Kapitalizm; çocukların çok büyük bir bölümünü, eğitim ve sağlık hizmetlerine erişememek, şiddet, istismar, oyun zamanında çalışma zorunluluğu ve açlık gibi çeşitli sorunlara mahkum ediyor. Elbette ki bu, dünyanın bütün çocuklarının aynı koşullarda yaşadığı, benzer sorunlarla karşı karşıya kaldığı anlamına gelmiyor. Günümüzde çocukların içinde bulunduğu koşullar ve yaşadığı sorunlar da ailelerin ait olduğu sınıfsal konuma göre belirleniyor. Yüz milyonlarca çocuk dünyaya gözlerini açlık ve yoksullukla açarken, küçük bir azınlık refah koşulları içine doğup yaşamlarını bolluk içinde sürdürüyor. Bu gerçek, kapitalizmin tüm çürümüşlüğünün ortaya serilmesine vesile olan pandemiyle birlikte daha da gün yüzüne çıktı.
Son olarak BM çocuklara yardım kuruluşu UNICEF tarafından yapılan bir araştırmaya göre, korona salgını dünya çapında 100 milyon çocuğu daha yoksulluğa itti. UNICEF’in bugün bildirdiğine göre bu sayı, 2019 yılına kıyasla da yüzde 10 arttı.

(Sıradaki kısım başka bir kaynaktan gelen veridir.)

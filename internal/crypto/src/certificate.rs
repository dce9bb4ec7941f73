// Copyright 2025 Adobe. All rights reserved.
// This file is licensed to you under the Apache License,
// Version 2.0 (http://www.apache.org/licenses/LICENSE-2.0)
// or the MIT license (http://opensource.org/licenses/MIT),
// at your option.

// Unless required by applicable law or agreed to in writing,
// this software is distributed on an "AS IS" BASIS, WITHOUT
// WARRANTIES OR REPRESENTATIONS OF ANY KIND, either express or
// implied. See the LICENSE-MIT and LICENSE-APACHE files for the
// specific language governing permissions and limitations under
// each license.

use asn1_rs::FromDer;
use chrono::{DateTime, Utc};
use thiserror::Error;
use x509_parser::{certificate::X509Certificate, pem::parse_x509_pem, time::ASN1Time};

use crate::{hash, raw_signature::SignatureAlgorithm, PublicKey, PublicKeyError};

/// A parsed X.509 certificate.
///
/// Everything the verifier needs is copied out of the DER at parse time, so a
/// `Certificate` owns its data and never changes after construction.
#[derive(Clone, Debug, Eq, PartialEq)]
pub struct Certificate {
    der: Vec<u8>,
    subject: String,
    issuer: String,
    common_name: Option<String>,
    self_issued: bool,
    serial: Vec<u8>,
    not_before: DateTime<Utc>,
    not_after: DateTime<Utc>,
    signature_algorithm_oid: String,
    signature_algorithm: Option<SignatureAlgorithm>,
    signature: Vec<u8>,
    tbs_certificate: Vec<u8>,
    public_key: PublicKey,
}

impl Certificate {
    /// Parse a DER-encoded certificate.
    ///
    /// The input must hold exactly one certificate.
    pub fn from_der(der: &[u8]) -> Result<Self, CertificateError> {
        let (cert, rest) = Self::from_der_prefix(der)?;

        if !rest.is_empty() {
            return Err(CertificateError::TrailingData);
        }

        Ok(cert)
    }

    /// Parse the first PEM block of `pem`, which must be a `CERTIFICATE` or
    /// `TRUSTED CERTIFICATE`.
    pub fn from_pem(pem: &[u8]) -> Result<Self, CertificateError> {
        let (_rest, pem) = parse_x509_pem(pem).map_err(|_| CertificateError::InvalidPem)?;

        match pem.label.as_str() {
            "CERTIFICATE" => Self::from_der(&pem.contents),
            "TRUSTED CERTIFICATE" => Self::from_trusted_der(&pem.contents),
            _ => Err(CertificateError::UnexpectedPemLabel(pem.label.clone())),
        }
    }

    /// Parse `bytes` as PEM if it carries a PEM header and as DER otherwise.
    pub fn from_pem_or_der(bytes: &[u8]) -> Result<Self, CertificateError> {
        if is_pem(bytes) {
            Self::from_pem(bytes)
        } else {
            Self::from_der(bytes)
        }
    }

    // OpenSSL's TRUSTED CERTIFICATE blocks append trust settings after the
    // certificate itself.
    pub(crate) fn from_trusted_der(der: &[u8]) -> Result<Self, CertificateError> {
        Self::from_der_prefix(der).map(|(cert, _aux)| cert)
    }

    fn from_der_prefix(der: &[u8]) -> Result<(Self, &[u8]), CertificateError> {
        let (rest, cert) = X509Certificate::from_der(der)
            .map_err(|e| CertificateError::InvalidDer(e.to_string()))?;

        let consumed = der.len() - rest.len();
        let own_der = der.get(..consumed).unwrap_or(der);

        let subject = cert.subject();
        let issuer = cert.issuer();

        let common_name = subject
            .iter_common_name()
            .next()
            .and_then(|cn| cn.as_str().ok())
            .map(str::to_owned);

        let validity = cert.validity();

        let public_key = PublicKey::from_parsed_spki(cert.public_key())?;

        let parsed = Self {
            der: own_der.to_vec(),
            subject: subject.to_string(),
            issuer: issuer.to_string(),
            common_name,
            self_issued: subject.as_raw() == issuer.as_raw(),
            serial: cert.raw_serial().to_vec(),
            not_before: to_datetime(validity.not_before)?,
            not_after: to_datetime(validity.not_after)?,
            signature_algorithm_oid: cert.signature_algorithm.algorithm.to_id_string(),
            signature_algorithm: SignatureAlgorithm::from_algorithm_identifier(
                &cert.signature_algorithm,
            ),
            signature: cert.signature_value.data.to_vec(),
            tbs_certificate: cert.tbs_certificate.as_ref().to_vec(),
            public_key,
        };

        Ok((parsed, rest))
    }

    /// DER encoding of the whole certificate.
    pub fn der(&self) -> &[u8] {
        &self.der
    }

    /// Subject distinguished name, formatted as `C=.., O=.., CN=..`.
    pub fn subject(&self) -> &str {
        &self.subject
    }

    /// Issuer distinguished name.
    pub fn issuer(&self) -> &str {
        &self.issuer
    }

    /// First common name in the subject, if any.
    pub fn common_name(&self) -> Option<&str> {
        self.common_name.as_deref()
    }

    /// Return `true` if the subject and issuer names are byte-for-byte equal.
    pub fn is_self_issued(&self) -> bool {
        self.self_issued
    }

    /// Serial number as stored in the certificate (big-endian).
    pub fn serial(&self) -> &[u8] {
        &self.serial
    }

    /// Serial number as lower-case hex.
    pub fn serial_hex(&self) -> String {
        hex::encode(&self.serial)
    }

    /// Start of the validity period.
    pub fn not_before(&self) -> DateTime<Utc> {
        self.not_before
    }

    /// End of the validity period.
    pub fn not_after(&self) -> DateTime<Utc> {
        self.not_after
    }

    /// Return `true` if `at` falls within the validity period (inclusive).
    pub fn is_valid_at(&self, at: DateTime<Utc>) -> bool {
        self.not_before <= at && at <= self.not_after
    }

    /// The signature algorithm, or `None` if it is not one this crate
    /// recognizes.
    pub fn signature_algorithm(&self) -> Option<SignatureAlgorithm> {
        self.signature_algorithm
    }

    /// Dotted OID of the signature algorithm, recognized or not.
    pub fn signature_algorithm_oid(&self) -> &str {
        &self.signature_algorithm_oid
    }

    /// Content of the `signatureValue` bit string.
    pub fn signature(&self) -> &[u8] {
        &self.signature
    }

    /// DER encoding of the signed `tbsCertificate`.
    pub fn tbs_certificate(&self) -> &[u8] {
        &self.tbs_certificate
    }

    /// The subject public key.
    pub fn public_key(&self) -> &PublicKey {
        &self.public_key
    }

    /// SHA-256 fingerprint of the DER encoding, as colon-separated hex.
    pub fn fingerprint_sha256(&self) -> String {
        hash::fingerprint(&hash::sha256(&self.der))
    }
}

const PEM_HEADER: &[u8] = b"-----BEGIN";

/// Return `true` if `bytes` contains a PEM header.
pub(crate) fn is_pem(bytes: &[u8]) -> bool {
    bytes.windows(PEM_HEADER.len()).any(|w| w == PEM_HEADER)
}

fn to_datetime(time: ASN1Time) -> Result<DateTime<Utc>, CertificateError> {
    DateTime::<Utc>::from_timestamp(time.timestamp(), 0).ok_or(CertificateError::InvalidValidity)
}

/// Describes errors that can occur when reading a certificate.
#[derive(Debug, Eq, Error, PartialEq)]
#[non_exhaustive]
pub enum CertificateError {
    /// The DER encoding could not be decoded.
    #[error("invalid certificate encoding: {0}")]
    InvalidDer(String),

    /// Bytes follow the certificate.
    #[error("unexpected data after certificate")]
    TrailingData,

    /// The input is not PEM.
    #[error("invalid PEM encoding")]
    InvalidPem,

    /// The PEM block is not a certificate.
    #[error("expected a CERTIFICATE block, found {0}")]
    UnexpectedPemLabel(String),

    /// The validity period cannot be represented.
    #[error("certificate validity period is out of range")]
    InvalidValidity,

    /// The subject public key could not be read.
    #[error(transparent)]
    InvalidPublicKey(#[from] PublicKeyError),
}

Die Zeit’ın haberine göre, pandemiden önce bile dünya çapında 1 milyar çocuğun eğitim, sağlık, barınma, gıda ve temiz suya yeterli erişim imkanı yoktu. UNICEF kurulduğundan bu yana geçen 75 yıllık süreçte böyle bir krizin yaşanmadığı belirtiliyor. UNICEF patronu Henrietta H. Fore, “Açlıktan ölen, okula gitmeyen, tacize uğrayan, yoksulluk içinde yaşayan ya da evliliğe zorlanan çocukların sayısı arttıkça, sağlık hizmetlerine, aşılara, yeterli gıdaya ve temel hizmetlere erişebilen çocukların sayısı düşüyor” dedi. En iyimser ihtimalle, birçok alandaki aksiliklerin giderilmesinin ise 7-8 yıl alacağı söyleniyor.
160 milyon çocuk çalışmak zorunda
Korona döneminde sokağa çıkma kısıtlamaları nedeniyle 1,6 milyar çocuğun okula gidemediği belirtiliyor. Geçen yıl yüz yüze derslerin neredeyse yüzde 80’i iptal edildi.
Eğitim hakkından yoksun kalan çocuklar, diğer yandan “çocuk işçilik” tehdidiyle de daha fazla karşı karşıya. En son tahminlere göre, dört yılda 8,4 milyon artışla 160 milyon çocuk çalışmak zorunda kalacak. 2022’nin sonuna kadar, ailelerinin geçimine katkıda bulunmak zorunda oldukları için 9 milyon çocuğun daha işçiliğe maruz kalabileceği öngörülüyor.
Kız çocukları bunlara ek olarak çocuk evliliği vahşetiyle de karşı karşıya. Ailelerinin yoksulluğu nedeniyle 2030’a kadar 10 milyon kız çocuğunun daha zorla evlendirilebileceği ifade ediliyor.
UNICEF, korona pandemisinin dünyadaki çocuklar üzerindeki etkilerini anlatan raporunda, “Kayıp bir 10 yılı önleme” çağrısı yapıyor. 50 milyon çocuk, yetersiz beslenmenin en şiddetli şekli olan zayıflamadan muzdarip. 2022’de buna 9 milyon kişinin daha eklenebileceği belirtiliyor.
Çocukların yaşadığı bu “dehşet” ve benzeri sorunlar, bu kapitalist sistemden bağımsız değildir. Zira üretilen zenginliğe, pandemide dahi elde edilen trilyonlarca dolarlık kârlara, sermayeye sunulan milyarlarca dolarlık teşviklere rağmen bu sorunlar, sömürü ve sınıflara dayalı düzen tarafından sürekli yeniden üretilmektedir.